A good writer is always listening.

She listens to the voices of the long-dead, straining to hear writerly wisdom that only time and tide can reveal. She leans a little closer to Hemingway to discover the curious power of understatement and word economy. She plops down next to Dostoyevsky with her moral compass in hand and looks for truth in the floating needle that only points north when Fyodor tells it to.

She listens to the voices of the successful. Stephen King raises an eyebrow in reply when she removes a dozen sharp objects from her purse and asks, “which would you use to kill a clown?” James Patterson and his twenty-seven clones answer with a unison smile when she mutters the word “prolific” as both question and expletive. She eavesdrops on someone else’s conversation with Stephenie Meyer, then casually bumps into her on the way out, waiting until the elevator door closes before anxiously examining her coat sleeve for sparkly vampire dust.

She listens to the voices of the experts. She goes to Nathan Bransford’s place and comments generously and often, hoping for a karmic space kapow of the writerly kind. She’s certain the Query Shark can smell her coming, so she only visits when someone else is already bleeding in the water. Seven days a week she wanders the library-like halls of Rachelle Gardner’s comfy-chair home on the web. “It smells like books and coffee here.”

She listens to the voices of struggling peers. She shakes her head at the complainer who hasn’t written a decent word apart from his biting (if misguided) rant about the dearth of good novels being published today. She steps aside and allows a crit group partner the floor to dance her “Oh, why did I ever think I could be a writer?” pavane. She cries a little when her bestie reads from a heartbreakingly brilliant w.i.p., then schedules her own pavane for next crit group.

She listens to the voices of the underheard and the overexposed.

She listens to the voices of the broken and the perfect. The certain and the lost. The sellers and the buyers. The front-tablers and the remainders. The winners and the losers. The dreamers and the realists.

And as she listens to these voices, she nurtures and refines the most important voice of all.

Her own.

Instinct is a learned magic.


Comments

9 responses to “Listen”

  1. This made me smile. Thank you, Stephen.

    1. You’re welcome. Always happy to elicit a smile.

  2. Damn. I wasn’t going to comment on this, because I comment too much here, and am trying to revert to a dignified lurkdom. And I thought I was going to be alright, after clicking the various links and reading the several paragraphs. I was about to get on with my day. But you went and did it again with a last line. Stop with those bloody beautiful last lines reaching out to hook my heart, okay?

    1. Okay. I’ll stop with those bloody beautiful last lines reaching out to hook your heart.

      I’ll put them first from now on.

      (You don’t comment too much here. You comment just right here. I look forward to every word.)

  3. On the nose again.

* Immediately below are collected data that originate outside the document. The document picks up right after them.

//! Document — text storage plus the cursor.
//!
//! A `Document` wraps a [`ropey::Rope`] with coordinate conversion between
//! `Position` (line, col) and rope char indices, low-level text mutation,
//! and the cursor. The cursor lives here rather than in a separate layer
//! because every operation needs to read and move it in lockstep with the
//! text it changes.
//!
//! # Design choices
//!
//! - **ropey** provides O(log n) insert/delete at any position, efficient
//!   line indexing, and battle-tested Unicode handling. We build a clean API
//!   on top rather than reimplementing text data structures.
//!
//! - **Columns are char offsets**, not byte offsets. Column 3 of `"café"`
//!   is `'é'`, not a byte in the middle of its UTF-8 encoding. Byte offsets
//!   never leak into the public API.
//!
//! - **The cursor column ranges over `0..=line_content_len`** — it may sit
//!   one past the last character of its line, where typed text lands.
//!
//! - **No undo/redo here.** Operations record what they need to reverse
//!   themselves; the document only mutates.

use std::fmt;

use ropey::Rope;

use crate::position::Position;

/// Text content and cursor of one editing session.
///
/// All positions are 0-indexed `(line, col)` pairs. Columns count Unicode
/// scalar values (chars). Use [`pos_to_char_idx`](Self::pos_to_char_idx) and
/// [`char_idx_to_pos`](Self::char_idx_to_pos) for conversion to rope-native
/// char indices.
pub struct Document {
    rope: Rope,
    cursor: Position,
}

impl Document {
    // -- Construction -------------------------------------------------------

    /// Create an empty document with the cursor at the origin.
    #[must_use]
    pub fn new() -> Self {
        Self {
            rope: Rope::new(),
            cursor: Position::ZERO,
        }
    }

    /// Create a document from a string. The cursor starts at the origin.
    #[must_use]
    pub fn from_text(text: &str) -> Self {
        Self {
            rope: Rope::from_str(text),
            cursor: Position::ZERO,
        }
    }

    // -- Cursor -------------------------------------------------------------

    /// The current cursor position.
    #[inline]
    #[must_use]
    pub const fn cursor(&self) -> Position {
        self.cursor
    }

    /// Move the cursor, clamping to the nearest valid position.
    pub fn set_cursor(&mut self, pos: Position) {
        self.cursor = self.clamp_position(pos);
    }

    // -- Text access --------------------------------------------------------

    /// Total number of lines. An empty document has 1 line (the empty line).
    /// A document ending with `\n` has a trailing empty line — this matches
    /// how editors display files.
    #[inline]
    #[must_use]
    pub fn line_count(&self) -> usize {
        self.rope.len_lines()
    }

    /// Total character count (Unicode scalar values, not bytes).
    #[inline]
    #[must_use]
    pub fn len_chars(&self) -> usize {
        self.rope.len_chars()
    }

    /// True when the document contains no text.
    #[inline]
    #[must_use]
    pub fn is_empty(&self) -> bool {
        self.rope.len_chars() == 0
    }

    /// Number of chars in a line **excluding** any trailing `\n`. This is
    /// the content length — valid cursor columns are `0..=content_len`.
    ///
    /// Returns `None` if the line doesn't exist.
    #[must_use]
    pub fn line_content_len(&self, line: usize) -> Option<usize> {
        if line >= self.rope.len_lines() {
            return None;
        }
        let rope_line = self.rope.line(line);
        let total = rope_line.len_chars();
        if total > 0 && rope_line.char(total - 1) == '\n' {
            Some(total - 1)
        } else {
            Some(total)
        }
    }

    /// A line's content as a `String`, excluding any trailing `\n`.
    /// Returns `None` if the line doesn't exist. Allocates.
    #[must_use]
    pub fn line_text(&self, line: usize) -> Option<String> {
        let len = self.line_content_len(line)?;
        let slice = self.rope.line(line);
        Some(slice.slice(..len).to_string())
    }

    /// The character at a position. Returns `None` if out of bounds.
    #[must_use]
    pub fn char_at(&self, pos: Position) -> Option<char> {
        let idx = self.pos_to_char_idx(pos)?;
        if idx < self.rope.len_chars() {
            Some(self.rope.char(idx))
        } else {
            None
        }
    }

    /// Collect all text into a `String`. Allocates.
    #[must_use]
    pub fn contents(&self) -> String {
        self.rope.to_string()
    }

    // -- Coordinate conversion ----------------------------------------------

    /// Convert a `Position` (line, col) to an absolute char index in the rope.
    ///
    /// Returns `None` if the line is out of bounds or the column exceeds the
    /// line's total char count (including line ending). A column exactly equal
    /// to the line's char count is valid — it represents the position just past
    /// the last character.
    #[must_use]
    pub fn pos_to_char_idx(&self, pos: Position) -> Option<usize> {
        if pos.line >= self.rope.len_lines() {
            return None;
        }
        let line_start = self.rope.line_to_char(pos.line);
        let line_len = self.rope.line(pos.line).len_chars();
        if pos.col > line_len {
            return None;
        }
        Some(line_start + pos.col)
    }

    /// Convert an absolute char index to a `Position` (line, col).
    ///
    /// Returns `None` if `char_idx > len_chars()`. An index equal to
    /// `len_chars()` returns the position just past the last character.
    #[must_use]
    pub fn char_idx_to_pos(&self, char_idx: usize) -> Option<Position> {
        if char_idx > self.rope.len_chars() {
            return None;
        }
        let line = self.rope.char_to_line(char_idx);
        let line_start = self.rope.line_to_char(line);
        Some(Position::new(line, char_idx - line_start))
    }

    /// Clamp a position to the nearest valid cursor position.
    ///
    /// - If `line >= line_count()`, clamps to the last line.
    /// - If `col > line_content_len()`, clamps to `line_content_len()`.
    #[must_use]
    pub fn clamp_position(&self, pos: Position) -> Position {
        if self.is_empty() {
            return Position::ZERO;
        }

        let line = pos.line.min(self.line_count() - 1);
        let max_col = self.line_content_len(line).unwrap_or(0);
        let col = pos.col.min(max_col);

        Position::new(line, col)
    }

    // -- Editing ------------------------------------------------------------

    /// Insert text at a position.
    ///
    /// The position must be valid (see [`pos_to_char_idx`](Self::pos_to_char_idx)).
    /// The cursor does not move — callers adjust it to match the edit.
    ///
    /// # Panics
    ///
    /// Panics if `pos` is not a valid position in the document.
    pub fn insert_at(&mut self, pos: Position, text: &str) {
        let idx = self
            .pos_to_char_idx(pos)
            .expect("insert position out of bounds");
        self.rope.insert(idx, text);
    }

    /// Delete `count` chars starting at a position, returning the removed
    /// text. The cursor does not move — callers adjust it to match.
    ///
    /// # Panics
    ///
    /// Panics if `pos` is not valid or the range extends past the end of
    /// the document.
    pub fn delete_at(&mut self, pos: Position, count: usize) -> String {
        let start = self
            .pos_to_char_idx(pos)
            .expect("delete position out of bounds");
        let end = start + count;
        assert!(end <= self.rope.len_chars(), "delete range out of bounds");
        let removed = self.rope.slice(start..end).to_string();
        self.rope.remove(start..end);
        removed
    }
}

impl Default for Document {
    fn default() -> Self {
        Self::new()
    }
}

impl fmt::Debug for Document {
    fn fmt(&self, f: &mut fmt::Formatter<'_>) -> fmt::Result {
        f.debug_struct("Document")
            .field("lines", &self.line_count())
            .field("chars", &self.len_chars())
            .field("cursor", &self.cursor)
            .finish_non_exhaustive()
    }
}

// ---------------------------------------------------------------------------
// Tests
// ---------------------------------------------------------------------------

I consider listening to be a writer’s most important tool, certainly more critical than grammar or spelling or fast typing (although that one’s nice to have too). More important than metaphor or imagery or plot. Of course, if you’re really listening, most of the rest falls into place as if of its own accord.

  4. Pavane? Pavane!

  5. I love this.

  6. I agree. A good writer is always listening…and observing, and eavesdropping in a good way, and reading and dreaming at the same time. 🙂 Thank you for this post.